Management: includes confirmation of diagnosis (co-oximetry ± specific assay), and history of exposures (including toxins and drugs). Congenital cases usually need no more than avoidance of precipitants. Acquired cases need cessation of exposure to precipitants, but in severe cases may require additional specific treatment. Methylene blue (1-2 mg/kg over 5 minutes, may need to be repeated) provides an artificial electron acceptor to facilitate reduction of MetHb via the NADPH-dependent pathway. Response to methylene blue cannot be followed by co-oximetry (detects methylene blue as MetHb).

Alternative agent (eg. ascorbic acid) may be given if methylene blue is contraindicated (eg. G6PD deficiency). Rarely, severe cases (eg. MetHb > 50%) may require exchange transfusion or hyperbaric oxygen.

Discussion

Methaemoglobin is what happens when the Fe²⁺ of iron is oxidised into Fe³⁺. The vast majority of the time it is drug-related. Question 29 from the second paper of 2012 presents a dapsone-related case. Very occasionally, some unlucky person is born with a congenital methaemoglobinaemia.  A list of causes of methaemoglobinaemia is offered below.

Management of methaemoglobinaemia consist of trying to reduce Fe³⁺ back to Fe²⁺.

Glucose infusion

• Whichever reducing agent is used, glucose will be required for the generation of NADPH by the hexose monophosphate shunt.

Methylene blue

• 1-2mg/kg over 5 minutes
• By cycling through its two states (methylene blue and leucomethyene blue) this molecule burns through glucose to reduce Fe³⁺ to Fe²⁺ by donating electrons to the ferric iron.
• This reaction requires G6PD.
• In the absence of G6PD, haemolysis will develop;
• thus, G6PD-deficient patients will require an alternative reducing agent.

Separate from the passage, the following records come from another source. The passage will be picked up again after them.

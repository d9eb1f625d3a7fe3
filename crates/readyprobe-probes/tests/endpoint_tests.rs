//! Endpoint health probe integration tests
//!
//! Real HTTP through reqwest against wiremock servers, plus scripted
//! clients on a paused clock for timing.

mod common;

use common::*;
use readyprobe_core::types::{Expectation, Observed, RetryPolicy};
use readyprobe_probes::{
    check_endpoint_healthy, EndpointHealthProbe, HttpClientOptions, ReqwestHttpClient,
    TransportError,
};
use std::time::Duration;
use wiremock::MockServer;

fn client() -> ReqwestHttpClient {
    ReqwestHttpClient::new(&HttpClientOptions::default()).unwrap()
}

#[tokio::test]
async fn test_always_unhealthy_makes_final_attempt() {
    let server = MockServer::start().await;
    mock_status(&server, "/health", 503).await;

    let outcome = check_endpoint_healthy(
        &client(),
        &url_for(&server, "/health"),
        Some(3),
        Some(TEST_DELAY),
        None,
    )
    .await
    .unwrap();

    assert!(!outcome.succeeded());
    assert_eq!(outcome.expected(), &Expectation::Status(200));
    assert_eq!(outcome.actual(), &Observed::Status(503));
    assert_eq!(outcome.attempts_made(), 4);
    assert_eq!(request_count(&server).await, 4);
}

#[tokio::test]
async fn test_recovers_mid_budget() {
    let server = MockServer::start().await;
    mock_flaky(&server, "/health", 503, 2, 200).await;

    let outcome = check_endpoint_healthy(
        &client(),
        &url_for(&server, "/health"),
        Some(5),
        Some(TEST_DELAY),
        None,
    )
    .await
    .unwrap();

    assert!(outcome.succeeded());
    assert_eq!(outcome.actual(), &Observed::Status(200));
    assert_eq!(outcome.attempts_made(), 3);
    assert_eq!(request_count(&server).await, 3);
}

#[tokio::test]
async fn test_healthy_on_first_request() {
    let server = MockServer::start().await;
    mock_status(&server, "/", 200).await;

    let outcome = check_endpoint_healthy(&client(), &url_for(&server, "/"), Some(3), Some(TEST_DELAY), None)
        .await
        .unwrap();

    assert!(outcome.succeeded());
    assert_eq!(outcome.attempts_made(), 1);
    assert_eq!(request_count(&server).await, 1);
    assert!(outcome.ensure_succeeded().is_ok());
}

#[tokio::test]
async fn test_redirect_observed_literally() {
    let server = MockServer::start().await;
    mock_redirect(&server, "/old", 302, "/new").await;
    mock_status(&server, "/new", 200).await;

    let outcome = check_endpoint_healthy(&client(), &url_for(&server, "/old"), Some(1), Some(TEST_DELAY), None)
        .await
        .unwrap();

    assert!(!outcome.succeeded());
    assert_eq!(outcome.actual(), &Observed::Status(302));
    assert_eq!(outcome.attempts_made(), 2);
}

#[tokio::test]
async fn test_redirect_followed_when_enabled() {
    let server = MockServer::start().await;
    mock_redirect(&server, "/old", 302, "/new").await;
    mock_status(&server, "/new", 200).await;

    let options = HttpClientOptions {
        follow_redirects: true,
        ..HttpClientOptions::default()
    };
    let client = ReqwestHttpClient::new(&options).unwrap();

    let outcome = check_endpoint_healthy(&client, &url_for(&server, "/old"), Some(1), Some(TEST_DELAY), None)
        .await
        .unwrap();

    assert!(outcome.succeeded());
    assert_eq!(outcome.attempts_made(), 1);
}

#[tokio::test]
async fn test_desired_non_200_status() {
    let server = MockServer::start().await;
    mock_status(&server, "/gone", 404).await;

    let outcome = check_endpoint_healthy(
        &client(),
        &url_for(&server, "/gone"),
        Some(2),
        Some(TEST_DELAY),
        Some(404),
    )
    .await
    .unwrap();

    assert!(outcome.succeeded());
    assert_eq!(outcome.expected(), &Expectation::Status(404));
}

#[tokio::test]
async fn test_unreachable_host_reported_as_data() {
    let outcome = check_endpoint_healthy(
        &client(),
        "http://127.0.0.1:1/",
        Some(2),
        Some(TEST_DELAY),
        None,
    )
    .await
    .unwrap();

    assert!(!outcome.succeeded());
    assert_eq!(outcome.attempts_made(), 3);
    assert!(matches!(outcome.actual(), Observed::Unreachable(_)));
    assert!(outcome.to_string().contains("unreachable"));
}

#[tokio::test]
async fn test_failed_outcome_converts_to_error() {
    let server = MockServer::start().await;
    mock_status(&server, "/", 500).await;

    let outcome = check_endpoint_healthy(&client(), &url_for(&server, "/"), Some(1), Some(TEST_DELAY), None)
        .await
        .unwrap();

    let err = outcome.ensure_succeeded().unwrap_err();
    let message = err.to_string();
    assert!(message.contains("200"));
    assert!(message.contains("500"));
}

#[tokio::test(start_paused = true)]
async fn test_delay_between_attempts() {
    let client = ScriptedClient::statuses(&[503, 503, 200]);
    let policy = RetryPolicy::fixed(5, Duration::from_secs(3)).unwrap();

    let start = tokio::time::Instant::now();
    let outcome = EndpointHealthProbe::new(&client, "http://app.test/")
        .unwrap()
        .with_policy(policy)
        .run()
        .await;

    assert!(outcome.succeeded());
    assert_eq!(outcome.attempts_made(), 3);
    assert_eq!(client.calls(), 3);
    assert_eq!(start.elapsed(), Duration::from_secs(6));
}

#[tokio::test(start_paused = true)]
async fn test_transport_errors_are_retried() {
    let client = ScriptedClient::new(vec![
        Err(TransportError::Connect {
            url: "http://app.test/".to_string(),
            message: "connection refused".to_string(),
        }),
        Err(TransportError::Timeout {
            url: "http://app.test/".to_string(),
        }),
        Ok(200),
    ]);

    let outcome = check_endpoint_healthy(&client, "http://app.test/", Some(3), None, None)
        .await
        .unwrap();

    assert!(outcome.succeeded());
    assert_eq!(outcome.attempts_made(), 3);
}

#[tokio::test(start_paused = true)]
async fn test_match_on_final_attempt_succeeds() {
    let client = ScriptedClient::statuses(&[503, 503, 200]);

    let outcome = check_endpoint_healthy(&client, "http://app.test/", Some(2), None, None)
        .await
        .unwrap();

    assert!(outcome.succeeded());
    assert_eq!(outcome.attempts_made(), 3);
}

#[tokio::test(start_paused = true)]
async fn test_default_budget() {
    let client = ScriptedClient::statuses(&[503]);

    let start = tokio::time::Instant::now();
    let outcome = check_endpoint_healthy(&client, "http://app.test/", None, None, None)
        .await
        .unwrap();

    assert_eq!(outcome.attempts_made(), 11);
    assert_eq!(client.calls(), 11);
    assert_eq!(start.elapsed(), Duration::from_secs(30));
}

Alternative reducing agents:

• Ascorbic acid, 200mg/k: activity seems to rely on the presence of glutathione
• N-acetylcysteine (well, it seems to work in vitro)

Blood transfusion

• If one is unable to conver the affected haemoglobin, one needs to supplement with more fresh haemoglobin. An exchange transfusion is possible (i.e. replace all the red cells) if the causative agent has been convincingly cleared from the body; however this is an inelegant solution.

Supportive management

• It is tiresome and ridiculous to write "supportive management" for all these "how would you manage" questions. Surely, the college does not believe that the candidates who fail to mention FASTHUG in writing would willfully withhold supportive management from their patients? No Mr Jones, I will not offer you nasogastric feeds, and you can sort out your own thromboprophylaxis. 

Wright, Robert O., William J. Lewander, and Alan D. Woolf. "Methemoglobinemia: etiology, pharmacology, and clinical management."Annals of emergency medicine 34.5 (1999): 646-656.

Modarai, B., et al. "Methylene blue: a treatment for severe methaemoglobinaemia secondary to misuse of amyl nitrite." Emergency Medicine Journal 19.3 (2002): 270-270.

Deeny, James, Eric T. Murdock, and John J. Rogan. "Familial Idiopathic Methaemoglobinaemia: Treatment with Ascorbic Acid." British medical journal1.4301 (1943): 721.

Ward, Kristina E., and Michelle W. McCarthy. "Dapsone-induced methemoglobinemia." Annals of Pharmacotherapy 32.5 (1998): 549-553.

Wright, Robert O., William J. Lewander, and Alan D. Woolf. "Methemoglobinemia: etiology, pharmacology, and clinical management."Annals of emergency medicine 34.5 (1999): 646-656.